The citizens of Waterloo, at the head of whom stood Mr. P. J. Martin, the mayor, now concluded that this recurring danger should be met by heroic measures, and a flood-sewer, twelve feet by twelve feet in width and height, and three thousand four hundred feet long, was planned at a cost of about one hundred thousand dollars. To many the project appeared impossible of completion, owing to the peculiar situation of Dry Run, but the difficulties in the way did not daunt the Iowa engineers. Hundreds of men were put upon the work of excavation and construction, under the charge of contractor William Horrabin, of Iowa City, and the giant structure rapidly took the permanent form which we see in our photographs. Our illustration of the entrance to the sewer unfortunately does not suggest the size of it, but when we say that a man could walk through this sewer easily carrying another upright on his head, we may fairly suggest the height of the arch. Some thirteen thousand barrels of cement and over thirty-two million pounds of sand and rock were used in the construction, and nearly one million cubic feet of dirt were excavated. The side walls of the sewer are vertical for six feet, and the base is at present about fifteen feet below the level of the street.

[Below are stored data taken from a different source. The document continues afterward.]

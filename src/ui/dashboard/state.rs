//! Dashboard state
//!
//! Holds the page controller for the signed-in role plus what only the terminal needs.

use crate::auth::LoadContext;
use crate::dashboard::{RetailerPage, SupplierPage};
use crate::environment::Environment;
use crate::events::Event;
use crate::forms::FormModal;
use crate::models::{Identity, Role};
use crate::ui::app::UIConfig;
use chrono::{Local, NaiveDate};
use std::collections::VecDeque;
use std::time::Instant;

/// The page shown for the signed-in role.
pub enum Page {
    Supplier(Box<SupplierPage>),
    Retailer(Box<RetailerPage>),
}

impl Page {
    /// Admins get the supplier view.
    pub fn for_role(role: Role, ctx: LoadContext) -> Self {
        match role {
            Role::Retailer => Page::Retailer(Box::new(RetailerPage::new(ctx))),
            Role::Supplier | Role::Admin => Page::Supplier(Box::new(SupplierPage::new(ctx))),
        }
    }

    pub fn mount(&mut self) {
        match self {
            Page::Supplier(page) => page.mount(),
            Page::Retailer(page) => page.mount(),
        }
    }

    pub fn refresh(&mut self) {
        match self {
            Page::Supplier(page) => page.refresh(),
            Page::Retailer(page) => page.refresh(),
        }
    }

    pub fn poll(&mut self) {
        match self {
            Page::Supplier(page) => {
                page.poll();
            }
            Page::Retailer(page) => {
                page.poll();
            }
        }
    }

    pub fn spinner(&self) -> bool {
        match self {
            Page::Supplier(page) => page.core().spinner(),
            Page::Retailer(page) => page.core().spinner(),
        }
    }

    pub fn banner(&self) -> Option<&str> {
        match self {
            Page::Supplier(page) => page.core().banner(),
            Page::Retailer(page) => page.core().banner(),
        }
    }

    pub fn activity_logs(&self) -> &VecDeque<Event> {
        match self {
            Page::Supplier(page) => page.core().activity_logs(),
            Page::Retailer(page) => page.core().activity_logs(),
        }
    }

    /// The modal currently on screen, if any.
    pub fn open_modal(&self) -> Option<&FormModal> {
        match self {
            Page::Supplier(page) => Some(page.add_due_modal()).filter(|m| m.is_open()),
            Page::Retailer(page) => [page.payment_modal(), page.assessment_modal()]
                .into_iter()
                .find(|m| m.is_open()),
        }
    }
}

pub struct DashboardState {
    pub identity: Identity,
    pub environment: Environment,
    pub page: Page,
    /// Typing goes to the retailer search box.
    pub searching: bool,
    pub start_time: Instant,
    pub tick: usize,
    pub today: NaiveDate,
    pub with_background_color: bool,
}

impl DashboardState {
    /// Builds the page for `identity`'s role and starts its first load.
    pub fn new(
        identity: Identity,
        ctx: LoadContext,
        environment: Environment,
        start_time: Instant,
        ui_config: UIConfig,
    ) -> Self {
        let mut page = Page::for_role(identity.role, ctx);
        page.mount();
        Self {
            identity,
            environment,
            page,
            searching: false,
            start_time,
            tick: 0,
            today: Local::now().date_naive(),
            with_background_color: ui_config.with_background_color,
        }
    }

    pub fn display_name(&self) -> &str {
        self.identity
            .business_name
            .as_deref()
            .unwrap_or(&self.identity.email)
    }
}
//! Request and response records exchanged with the REST API.
//!
//! None of these are mutated locally. Pages hold the last fetched snapshot and replace it
//! wholesale on every successful fetch.

pub mod credit;
pub mod due;
pub mod party;
pub mod stats;
pub mod transaction;
pub mod wire;

pub use credit::{
    AssessmentState, CreditAssessmentData, CreditAssessmentStatus, CreditPoint, ShopOwnership,
};
pub use due::{
    CreateDueData, Due, DueStatus, DueUpdate, Payment, PaymentMethod, PaymentReceipt, PaymentRequest,
};
pub use party::{Identity, LoginResponse, PartyRef, Retailer, Role};
pub use stats::DashboardStats;
pub use transaction::{NewTransaction, Transaction, TransactionStatus};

A SECTION OF THE DRAIN-PIPE.

From a Photo.

With the completion of the largest work of the kind ever undertaken by an Iowa municipality, satisfaction took the place of unrest in the feelings of the citizens. The manufacturers were able to leave their places of business without fear of catastrophe behind them, and the residents could now go to bed at night without dread of a flood-warning from the fire bell. In fact, the relief was so widespread that it was deemed fitting by the mayor and aldermen that the completion of the sewer should be signalized by a great banquet, to which the mayors and representative citizens of other towns should be invited.

THE TABLE LAID FOR THE BANQUET INSIDE THE DRAIN-PIPE.

From a Photo.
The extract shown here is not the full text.